*RECORD SET*
▬▬▬▬▬▬▬▬▬▬
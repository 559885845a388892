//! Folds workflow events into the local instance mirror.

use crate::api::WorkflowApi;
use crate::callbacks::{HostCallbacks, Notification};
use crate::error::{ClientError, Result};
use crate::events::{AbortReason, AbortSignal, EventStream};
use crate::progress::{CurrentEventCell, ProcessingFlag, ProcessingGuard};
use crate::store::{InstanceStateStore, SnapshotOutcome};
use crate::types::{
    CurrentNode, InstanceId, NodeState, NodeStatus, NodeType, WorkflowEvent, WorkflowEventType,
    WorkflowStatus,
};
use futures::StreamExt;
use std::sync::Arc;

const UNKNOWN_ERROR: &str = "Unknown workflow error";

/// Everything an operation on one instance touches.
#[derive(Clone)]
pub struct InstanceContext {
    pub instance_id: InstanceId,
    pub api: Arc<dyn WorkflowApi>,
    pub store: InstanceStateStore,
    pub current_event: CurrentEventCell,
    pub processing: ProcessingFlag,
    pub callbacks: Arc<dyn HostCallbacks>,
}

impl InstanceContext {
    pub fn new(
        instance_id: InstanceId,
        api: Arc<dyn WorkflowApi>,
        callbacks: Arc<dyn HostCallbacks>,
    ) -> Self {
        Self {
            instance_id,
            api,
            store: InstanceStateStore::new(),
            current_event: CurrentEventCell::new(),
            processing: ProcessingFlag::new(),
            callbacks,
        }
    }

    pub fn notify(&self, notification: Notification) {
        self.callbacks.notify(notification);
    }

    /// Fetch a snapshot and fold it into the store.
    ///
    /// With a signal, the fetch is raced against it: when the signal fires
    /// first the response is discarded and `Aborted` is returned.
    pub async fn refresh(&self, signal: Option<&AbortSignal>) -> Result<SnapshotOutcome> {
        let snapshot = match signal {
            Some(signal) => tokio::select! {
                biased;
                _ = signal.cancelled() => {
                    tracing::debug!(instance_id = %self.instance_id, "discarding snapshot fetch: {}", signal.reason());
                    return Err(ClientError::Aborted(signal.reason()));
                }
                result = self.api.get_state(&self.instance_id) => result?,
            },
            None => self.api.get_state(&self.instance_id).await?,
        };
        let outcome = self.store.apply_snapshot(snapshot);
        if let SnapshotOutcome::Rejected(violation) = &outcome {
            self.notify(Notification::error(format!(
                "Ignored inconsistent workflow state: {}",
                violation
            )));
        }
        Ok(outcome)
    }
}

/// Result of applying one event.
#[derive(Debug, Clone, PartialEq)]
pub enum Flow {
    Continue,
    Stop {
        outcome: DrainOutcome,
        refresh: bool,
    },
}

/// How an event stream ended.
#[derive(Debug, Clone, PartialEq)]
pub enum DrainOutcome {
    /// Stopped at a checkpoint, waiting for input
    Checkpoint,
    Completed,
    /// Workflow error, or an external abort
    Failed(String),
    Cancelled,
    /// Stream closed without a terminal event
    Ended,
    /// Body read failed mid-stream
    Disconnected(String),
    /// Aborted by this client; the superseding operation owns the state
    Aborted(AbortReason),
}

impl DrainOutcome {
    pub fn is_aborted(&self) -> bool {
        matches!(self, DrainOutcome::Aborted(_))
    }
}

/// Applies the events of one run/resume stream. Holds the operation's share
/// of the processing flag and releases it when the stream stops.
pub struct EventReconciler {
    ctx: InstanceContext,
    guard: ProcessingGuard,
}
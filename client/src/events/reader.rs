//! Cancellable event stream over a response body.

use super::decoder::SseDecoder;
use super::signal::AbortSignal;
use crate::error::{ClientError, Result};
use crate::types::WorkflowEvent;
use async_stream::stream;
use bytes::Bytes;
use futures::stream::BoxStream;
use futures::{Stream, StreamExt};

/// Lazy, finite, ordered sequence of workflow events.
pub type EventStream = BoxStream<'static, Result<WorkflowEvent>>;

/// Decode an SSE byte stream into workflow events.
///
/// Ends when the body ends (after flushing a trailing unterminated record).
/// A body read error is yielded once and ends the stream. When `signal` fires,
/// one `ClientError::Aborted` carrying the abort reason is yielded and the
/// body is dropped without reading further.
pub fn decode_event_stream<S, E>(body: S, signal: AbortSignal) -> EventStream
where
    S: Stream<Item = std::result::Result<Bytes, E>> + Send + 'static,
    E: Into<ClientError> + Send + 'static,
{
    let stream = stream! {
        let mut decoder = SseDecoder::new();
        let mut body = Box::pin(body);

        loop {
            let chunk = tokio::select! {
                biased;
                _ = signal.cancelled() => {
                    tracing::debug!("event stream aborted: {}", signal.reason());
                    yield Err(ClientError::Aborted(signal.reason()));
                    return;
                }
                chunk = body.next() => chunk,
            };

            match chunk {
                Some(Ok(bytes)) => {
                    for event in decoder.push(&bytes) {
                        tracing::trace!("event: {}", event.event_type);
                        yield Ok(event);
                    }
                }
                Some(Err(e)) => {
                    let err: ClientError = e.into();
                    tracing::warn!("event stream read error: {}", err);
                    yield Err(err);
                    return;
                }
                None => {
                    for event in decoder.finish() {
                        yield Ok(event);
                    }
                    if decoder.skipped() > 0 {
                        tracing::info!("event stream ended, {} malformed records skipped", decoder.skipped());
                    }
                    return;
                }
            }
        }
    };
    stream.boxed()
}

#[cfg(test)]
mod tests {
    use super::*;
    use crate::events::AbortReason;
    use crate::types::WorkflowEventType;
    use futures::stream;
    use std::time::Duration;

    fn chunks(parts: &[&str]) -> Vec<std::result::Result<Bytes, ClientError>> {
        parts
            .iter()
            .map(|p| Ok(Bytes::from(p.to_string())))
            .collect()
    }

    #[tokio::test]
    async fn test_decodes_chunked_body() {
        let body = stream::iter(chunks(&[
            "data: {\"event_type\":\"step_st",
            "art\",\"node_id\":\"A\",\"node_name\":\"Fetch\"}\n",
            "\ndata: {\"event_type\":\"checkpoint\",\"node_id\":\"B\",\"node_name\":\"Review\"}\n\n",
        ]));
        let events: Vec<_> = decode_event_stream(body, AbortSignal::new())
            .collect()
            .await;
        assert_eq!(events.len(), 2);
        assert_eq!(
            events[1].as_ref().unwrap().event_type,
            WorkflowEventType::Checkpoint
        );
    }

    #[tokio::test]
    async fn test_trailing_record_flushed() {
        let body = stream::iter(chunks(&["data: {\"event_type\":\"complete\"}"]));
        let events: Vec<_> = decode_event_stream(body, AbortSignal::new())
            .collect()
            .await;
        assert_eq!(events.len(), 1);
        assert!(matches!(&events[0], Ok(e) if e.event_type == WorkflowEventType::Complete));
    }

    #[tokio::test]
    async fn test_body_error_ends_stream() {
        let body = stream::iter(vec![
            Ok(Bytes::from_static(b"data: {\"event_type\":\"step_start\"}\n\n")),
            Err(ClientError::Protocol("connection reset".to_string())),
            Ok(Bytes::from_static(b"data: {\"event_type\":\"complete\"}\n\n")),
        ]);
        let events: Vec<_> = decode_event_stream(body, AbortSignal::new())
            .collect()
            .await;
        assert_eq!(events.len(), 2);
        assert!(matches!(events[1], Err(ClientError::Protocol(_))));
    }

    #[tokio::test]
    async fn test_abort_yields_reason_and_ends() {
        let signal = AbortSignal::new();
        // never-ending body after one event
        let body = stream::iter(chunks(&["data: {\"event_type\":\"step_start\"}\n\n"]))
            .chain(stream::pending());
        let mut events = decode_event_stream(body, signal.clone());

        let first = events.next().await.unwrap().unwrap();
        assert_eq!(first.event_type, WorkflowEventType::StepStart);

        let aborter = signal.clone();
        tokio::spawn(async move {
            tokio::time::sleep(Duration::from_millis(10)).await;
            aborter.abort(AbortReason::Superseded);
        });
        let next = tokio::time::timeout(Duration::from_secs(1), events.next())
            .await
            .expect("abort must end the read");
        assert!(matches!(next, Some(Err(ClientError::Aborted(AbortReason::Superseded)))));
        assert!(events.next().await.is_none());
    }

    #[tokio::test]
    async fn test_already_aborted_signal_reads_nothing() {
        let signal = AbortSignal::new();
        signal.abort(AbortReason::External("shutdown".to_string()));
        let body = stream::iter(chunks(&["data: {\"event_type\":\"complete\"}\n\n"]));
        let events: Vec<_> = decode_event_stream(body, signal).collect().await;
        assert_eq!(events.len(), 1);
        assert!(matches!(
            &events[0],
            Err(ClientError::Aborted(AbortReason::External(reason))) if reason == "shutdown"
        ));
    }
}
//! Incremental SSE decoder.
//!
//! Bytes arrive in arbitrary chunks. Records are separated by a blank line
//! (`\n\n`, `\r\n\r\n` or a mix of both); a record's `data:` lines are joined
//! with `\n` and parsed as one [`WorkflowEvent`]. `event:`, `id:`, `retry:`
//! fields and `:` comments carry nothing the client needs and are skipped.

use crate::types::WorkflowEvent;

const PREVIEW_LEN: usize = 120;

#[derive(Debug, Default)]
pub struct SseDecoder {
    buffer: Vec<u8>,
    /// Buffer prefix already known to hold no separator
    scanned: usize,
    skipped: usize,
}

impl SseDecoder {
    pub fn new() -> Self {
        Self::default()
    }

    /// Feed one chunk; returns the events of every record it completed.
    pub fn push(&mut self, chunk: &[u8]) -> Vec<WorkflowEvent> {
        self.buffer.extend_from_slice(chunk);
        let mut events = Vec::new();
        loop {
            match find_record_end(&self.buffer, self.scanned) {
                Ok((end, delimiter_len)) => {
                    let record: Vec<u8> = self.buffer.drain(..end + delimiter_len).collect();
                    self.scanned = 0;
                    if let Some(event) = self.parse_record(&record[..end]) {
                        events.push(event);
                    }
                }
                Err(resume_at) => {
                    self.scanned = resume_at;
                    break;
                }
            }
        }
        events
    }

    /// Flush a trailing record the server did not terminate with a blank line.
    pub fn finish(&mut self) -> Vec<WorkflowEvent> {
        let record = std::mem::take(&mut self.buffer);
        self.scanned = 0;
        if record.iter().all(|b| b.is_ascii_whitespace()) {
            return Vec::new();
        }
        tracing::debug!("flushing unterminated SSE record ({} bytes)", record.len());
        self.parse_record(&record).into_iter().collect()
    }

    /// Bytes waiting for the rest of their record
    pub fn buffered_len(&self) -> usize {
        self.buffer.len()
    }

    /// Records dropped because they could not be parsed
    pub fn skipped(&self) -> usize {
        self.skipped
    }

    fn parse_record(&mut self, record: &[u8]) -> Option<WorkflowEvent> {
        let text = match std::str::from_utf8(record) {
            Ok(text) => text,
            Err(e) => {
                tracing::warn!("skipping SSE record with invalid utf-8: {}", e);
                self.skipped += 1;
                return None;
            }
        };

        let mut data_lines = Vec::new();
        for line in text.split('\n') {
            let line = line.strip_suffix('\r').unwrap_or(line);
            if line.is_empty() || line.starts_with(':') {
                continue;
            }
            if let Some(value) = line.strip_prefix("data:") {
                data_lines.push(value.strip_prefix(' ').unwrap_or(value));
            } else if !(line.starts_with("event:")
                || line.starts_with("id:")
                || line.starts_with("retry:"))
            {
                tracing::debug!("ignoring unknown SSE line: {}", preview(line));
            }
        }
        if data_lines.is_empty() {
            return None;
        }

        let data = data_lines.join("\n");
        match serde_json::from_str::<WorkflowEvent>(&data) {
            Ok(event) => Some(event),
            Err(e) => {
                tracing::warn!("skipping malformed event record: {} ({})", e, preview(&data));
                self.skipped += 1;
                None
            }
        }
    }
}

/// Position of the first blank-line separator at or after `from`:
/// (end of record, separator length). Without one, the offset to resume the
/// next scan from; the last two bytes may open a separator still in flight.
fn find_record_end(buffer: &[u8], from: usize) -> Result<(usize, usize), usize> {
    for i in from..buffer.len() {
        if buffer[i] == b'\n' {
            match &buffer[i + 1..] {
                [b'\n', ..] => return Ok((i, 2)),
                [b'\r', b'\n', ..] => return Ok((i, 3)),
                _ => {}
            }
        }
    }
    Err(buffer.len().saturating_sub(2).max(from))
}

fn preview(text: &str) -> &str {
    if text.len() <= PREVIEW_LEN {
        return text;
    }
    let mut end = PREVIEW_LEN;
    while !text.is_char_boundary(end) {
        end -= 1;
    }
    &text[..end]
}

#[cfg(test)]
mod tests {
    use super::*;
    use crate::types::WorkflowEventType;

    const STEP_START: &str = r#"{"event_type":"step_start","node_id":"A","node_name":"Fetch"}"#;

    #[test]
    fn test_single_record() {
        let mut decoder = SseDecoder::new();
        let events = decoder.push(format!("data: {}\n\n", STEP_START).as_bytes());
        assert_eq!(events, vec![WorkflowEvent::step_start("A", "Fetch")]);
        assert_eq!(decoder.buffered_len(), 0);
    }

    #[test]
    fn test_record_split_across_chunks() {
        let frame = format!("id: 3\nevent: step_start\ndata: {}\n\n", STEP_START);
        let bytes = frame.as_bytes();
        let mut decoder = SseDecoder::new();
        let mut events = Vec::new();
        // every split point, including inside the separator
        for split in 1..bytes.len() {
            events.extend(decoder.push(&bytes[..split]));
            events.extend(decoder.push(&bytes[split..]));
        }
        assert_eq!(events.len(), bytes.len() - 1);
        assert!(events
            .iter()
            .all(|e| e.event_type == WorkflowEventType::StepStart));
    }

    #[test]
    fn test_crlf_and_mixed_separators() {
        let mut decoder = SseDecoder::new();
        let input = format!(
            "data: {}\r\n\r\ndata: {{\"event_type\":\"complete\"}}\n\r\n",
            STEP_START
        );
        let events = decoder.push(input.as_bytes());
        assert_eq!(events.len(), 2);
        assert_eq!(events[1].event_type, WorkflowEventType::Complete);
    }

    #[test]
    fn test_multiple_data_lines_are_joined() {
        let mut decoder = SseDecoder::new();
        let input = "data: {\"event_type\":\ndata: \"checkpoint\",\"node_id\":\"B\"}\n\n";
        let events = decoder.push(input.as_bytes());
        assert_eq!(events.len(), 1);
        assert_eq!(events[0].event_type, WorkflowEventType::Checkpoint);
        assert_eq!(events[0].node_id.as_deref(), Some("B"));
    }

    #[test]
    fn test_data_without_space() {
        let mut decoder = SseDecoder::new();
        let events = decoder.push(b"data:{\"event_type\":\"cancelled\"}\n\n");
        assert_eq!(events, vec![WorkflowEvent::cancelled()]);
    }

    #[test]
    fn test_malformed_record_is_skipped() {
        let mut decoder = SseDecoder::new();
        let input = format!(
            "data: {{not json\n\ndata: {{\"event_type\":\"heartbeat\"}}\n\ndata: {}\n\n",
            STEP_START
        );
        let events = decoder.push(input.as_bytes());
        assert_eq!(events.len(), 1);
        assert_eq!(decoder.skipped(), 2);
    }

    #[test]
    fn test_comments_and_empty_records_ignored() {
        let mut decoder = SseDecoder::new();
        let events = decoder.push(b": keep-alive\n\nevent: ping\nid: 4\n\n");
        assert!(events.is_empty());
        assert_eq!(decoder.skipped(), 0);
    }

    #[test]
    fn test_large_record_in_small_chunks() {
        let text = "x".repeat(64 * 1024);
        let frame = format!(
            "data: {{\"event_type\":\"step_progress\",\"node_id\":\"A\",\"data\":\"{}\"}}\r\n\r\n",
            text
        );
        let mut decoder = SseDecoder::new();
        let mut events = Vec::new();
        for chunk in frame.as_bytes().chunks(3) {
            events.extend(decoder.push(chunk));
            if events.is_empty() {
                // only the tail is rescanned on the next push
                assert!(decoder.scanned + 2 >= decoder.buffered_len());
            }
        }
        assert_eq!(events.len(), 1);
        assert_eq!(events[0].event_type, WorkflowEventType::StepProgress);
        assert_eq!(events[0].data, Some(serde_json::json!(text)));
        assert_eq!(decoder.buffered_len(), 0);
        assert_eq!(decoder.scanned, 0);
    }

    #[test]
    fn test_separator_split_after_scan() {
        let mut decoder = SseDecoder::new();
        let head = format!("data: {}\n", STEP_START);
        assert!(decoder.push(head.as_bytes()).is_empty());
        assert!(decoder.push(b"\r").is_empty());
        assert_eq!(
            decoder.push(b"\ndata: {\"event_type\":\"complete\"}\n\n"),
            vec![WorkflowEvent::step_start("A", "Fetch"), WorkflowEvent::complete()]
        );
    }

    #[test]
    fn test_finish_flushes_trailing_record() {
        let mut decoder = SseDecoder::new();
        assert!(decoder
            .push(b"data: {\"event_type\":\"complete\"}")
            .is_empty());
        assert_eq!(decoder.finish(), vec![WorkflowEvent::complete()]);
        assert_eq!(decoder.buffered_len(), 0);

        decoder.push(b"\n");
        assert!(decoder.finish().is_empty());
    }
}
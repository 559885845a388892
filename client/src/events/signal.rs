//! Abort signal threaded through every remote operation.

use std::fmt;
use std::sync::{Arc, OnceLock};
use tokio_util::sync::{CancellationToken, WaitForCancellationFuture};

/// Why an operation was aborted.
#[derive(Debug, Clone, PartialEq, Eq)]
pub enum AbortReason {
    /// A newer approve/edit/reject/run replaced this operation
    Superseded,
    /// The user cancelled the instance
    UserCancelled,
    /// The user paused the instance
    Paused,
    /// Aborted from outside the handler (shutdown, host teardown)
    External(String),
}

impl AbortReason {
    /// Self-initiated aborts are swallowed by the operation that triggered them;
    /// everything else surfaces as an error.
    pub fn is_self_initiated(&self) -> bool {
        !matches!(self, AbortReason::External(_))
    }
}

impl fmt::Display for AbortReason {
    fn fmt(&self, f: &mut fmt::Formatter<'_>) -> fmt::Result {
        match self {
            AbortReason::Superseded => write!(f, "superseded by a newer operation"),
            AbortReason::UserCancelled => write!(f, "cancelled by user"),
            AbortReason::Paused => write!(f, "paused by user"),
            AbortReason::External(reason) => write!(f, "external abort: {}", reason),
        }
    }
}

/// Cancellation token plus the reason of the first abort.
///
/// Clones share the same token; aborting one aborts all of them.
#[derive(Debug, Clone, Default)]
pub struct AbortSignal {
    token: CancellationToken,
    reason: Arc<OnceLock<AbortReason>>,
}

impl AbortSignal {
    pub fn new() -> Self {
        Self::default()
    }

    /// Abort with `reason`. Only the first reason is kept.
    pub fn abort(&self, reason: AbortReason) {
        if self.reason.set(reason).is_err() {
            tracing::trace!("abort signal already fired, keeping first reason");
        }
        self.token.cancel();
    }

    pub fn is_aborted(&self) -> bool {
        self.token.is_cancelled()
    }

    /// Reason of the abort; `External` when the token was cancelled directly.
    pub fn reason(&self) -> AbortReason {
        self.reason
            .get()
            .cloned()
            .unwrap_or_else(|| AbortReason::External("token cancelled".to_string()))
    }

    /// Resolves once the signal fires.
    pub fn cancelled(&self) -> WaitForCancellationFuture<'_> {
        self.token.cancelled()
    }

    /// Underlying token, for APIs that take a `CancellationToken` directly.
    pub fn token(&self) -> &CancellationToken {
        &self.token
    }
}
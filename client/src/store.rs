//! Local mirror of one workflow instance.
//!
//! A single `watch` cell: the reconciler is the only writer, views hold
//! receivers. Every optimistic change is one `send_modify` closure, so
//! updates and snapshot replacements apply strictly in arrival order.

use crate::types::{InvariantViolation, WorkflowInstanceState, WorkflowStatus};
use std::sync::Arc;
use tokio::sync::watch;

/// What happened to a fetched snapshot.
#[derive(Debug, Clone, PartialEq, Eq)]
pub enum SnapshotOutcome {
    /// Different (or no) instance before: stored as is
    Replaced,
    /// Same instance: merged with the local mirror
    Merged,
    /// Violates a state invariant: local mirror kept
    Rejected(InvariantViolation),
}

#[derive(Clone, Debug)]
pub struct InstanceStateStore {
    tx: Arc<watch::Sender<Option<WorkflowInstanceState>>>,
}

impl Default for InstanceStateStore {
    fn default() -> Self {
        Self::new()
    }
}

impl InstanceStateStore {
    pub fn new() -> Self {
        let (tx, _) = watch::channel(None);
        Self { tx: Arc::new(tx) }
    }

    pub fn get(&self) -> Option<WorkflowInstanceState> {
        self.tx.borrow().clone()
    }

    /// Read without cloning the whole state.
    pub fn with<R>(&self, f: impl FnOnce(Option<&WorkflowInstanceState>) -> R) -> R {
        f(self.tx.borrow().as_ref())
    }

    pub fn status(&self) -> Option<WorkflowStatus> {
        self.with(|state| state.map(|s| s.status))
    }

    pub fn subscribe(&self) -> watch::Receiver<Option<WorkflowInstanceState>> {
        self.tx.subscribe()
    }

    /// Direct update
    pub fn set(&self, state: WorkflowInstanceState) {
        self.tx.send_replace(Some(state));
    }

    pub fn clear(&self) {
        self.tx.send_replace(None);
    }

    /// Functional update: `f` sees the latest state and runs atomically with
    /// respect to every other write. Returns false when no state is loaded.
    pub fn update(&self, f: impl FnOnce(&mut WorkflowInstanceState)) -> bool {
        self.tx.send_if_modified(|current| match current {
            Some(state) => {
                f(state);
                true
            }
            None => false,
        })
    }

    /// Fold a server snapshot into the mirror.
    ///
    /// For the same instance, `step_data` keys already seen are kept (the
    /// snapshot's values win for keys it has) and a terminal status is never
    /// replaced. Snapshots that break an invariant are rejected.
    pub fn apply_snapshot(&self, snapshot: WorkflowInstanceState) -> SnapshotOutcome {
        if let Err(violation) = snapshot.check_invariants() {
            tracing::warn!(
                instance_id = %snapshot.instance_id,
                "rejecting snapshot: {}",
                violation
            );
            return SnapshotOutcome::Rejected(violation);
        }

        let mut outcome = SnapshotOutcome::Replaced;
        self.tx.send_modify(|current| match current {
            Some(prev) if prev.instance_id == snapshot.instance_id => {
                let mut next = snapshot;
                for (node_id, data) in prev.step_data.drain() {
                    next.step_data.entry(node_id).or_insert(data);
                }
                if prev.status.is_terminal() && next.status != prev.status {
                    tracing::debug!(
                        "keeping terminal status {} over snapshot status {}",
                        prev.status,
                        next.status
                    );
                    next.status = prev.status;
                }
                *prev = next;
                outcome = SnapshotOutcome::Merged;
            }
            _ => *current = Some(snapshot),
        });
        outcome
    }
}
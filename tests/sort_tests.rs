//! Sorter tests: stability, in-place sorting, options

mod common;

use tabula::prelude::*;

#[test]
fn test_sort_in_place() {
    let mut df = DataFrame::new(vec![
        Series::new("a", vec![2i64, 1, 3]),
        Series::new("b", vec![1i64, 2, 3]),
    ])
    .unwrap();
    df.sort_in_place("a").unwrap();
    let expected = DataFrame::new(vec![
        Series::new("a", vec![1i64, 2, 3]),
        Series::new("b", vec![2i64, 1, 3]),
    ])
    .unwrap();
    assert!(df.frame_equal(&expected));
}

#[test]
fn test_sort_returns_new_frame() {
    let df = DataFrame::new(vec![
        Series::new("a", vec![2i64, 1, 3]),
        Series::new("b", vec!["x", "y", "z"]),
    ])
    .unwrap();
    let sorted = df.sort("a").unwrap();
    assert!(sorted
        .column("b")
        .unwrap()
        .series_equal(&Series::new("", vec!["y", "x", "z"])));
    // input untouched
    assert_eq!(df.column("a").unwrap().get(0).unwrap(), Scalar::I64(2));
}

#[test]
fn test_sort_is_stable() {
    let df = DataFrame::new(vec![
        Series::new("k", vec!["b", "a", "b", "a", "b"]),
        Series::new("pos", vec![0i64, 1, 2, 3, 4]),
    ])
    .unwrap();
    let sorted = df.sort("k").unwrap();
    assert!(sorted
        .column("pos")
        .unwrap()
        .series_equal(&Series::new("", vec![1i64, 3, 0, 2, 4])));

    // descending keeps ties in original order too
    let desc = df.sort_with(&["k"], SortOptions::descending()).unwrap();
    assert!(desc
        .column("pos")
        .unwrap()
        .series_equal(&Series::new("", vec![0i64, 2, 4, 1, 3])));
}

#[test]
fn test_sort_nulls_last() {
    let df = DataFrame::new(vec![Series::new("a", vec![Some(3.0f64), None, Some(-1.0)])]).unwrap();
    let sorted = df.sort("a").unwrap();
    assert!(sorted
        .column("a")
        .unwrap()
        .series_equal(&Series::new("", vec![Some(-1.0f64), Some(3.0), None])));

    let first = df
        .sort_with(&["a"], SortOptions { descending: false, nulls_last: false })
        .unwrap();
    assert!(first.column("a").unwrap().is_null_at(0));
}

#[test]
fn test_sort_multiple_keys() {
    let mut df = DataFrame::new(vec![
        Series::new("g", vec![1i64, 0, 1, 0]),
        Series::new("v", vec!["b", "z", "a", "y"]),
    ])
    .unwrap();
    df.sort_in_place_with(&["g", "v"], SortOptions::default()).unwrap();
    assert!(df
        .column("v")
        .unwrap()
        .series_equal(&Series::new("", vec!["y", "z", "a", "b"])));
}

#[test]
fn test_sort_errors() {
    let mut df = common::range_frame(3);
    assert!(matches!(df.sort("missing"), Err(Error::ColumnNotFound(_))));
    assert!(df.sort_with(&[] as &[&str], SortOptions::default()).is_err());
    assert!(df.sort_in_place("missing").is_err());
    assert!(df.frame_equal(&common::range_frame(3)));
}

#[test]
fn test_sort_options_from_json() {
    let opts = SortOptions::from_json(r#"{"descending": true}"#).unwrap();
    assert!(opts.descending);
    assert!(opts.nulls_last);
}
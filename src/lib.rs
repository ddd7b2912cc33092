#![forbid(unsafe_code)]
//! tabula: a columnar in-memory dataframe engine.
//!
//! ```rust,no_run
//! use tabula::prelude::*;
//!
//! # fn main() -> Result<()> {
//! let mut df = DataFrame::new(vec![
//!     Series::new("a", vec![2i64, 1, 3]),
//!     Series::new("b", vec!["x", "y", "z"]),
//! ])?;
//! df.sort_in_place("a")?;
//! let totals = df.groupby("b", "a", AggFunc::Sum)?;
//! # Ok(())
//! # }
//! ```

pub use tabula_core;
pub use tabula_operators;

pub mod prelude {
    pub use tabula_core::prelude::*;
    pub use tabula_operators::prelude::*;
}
▬▬▬▬▬▬▬▬▬▬
*WHAT TO PRODUCE*
Scan the data for the string "kept" and copy each line in which it occurs.

*ANSWER TO THE PROBLEM*
    /// Abort with `reason`. Only the first reason is kept.
    /// Violates a state invariant: local mirror kept
    /// For the same instance, `step_data` keys already seen are kept (the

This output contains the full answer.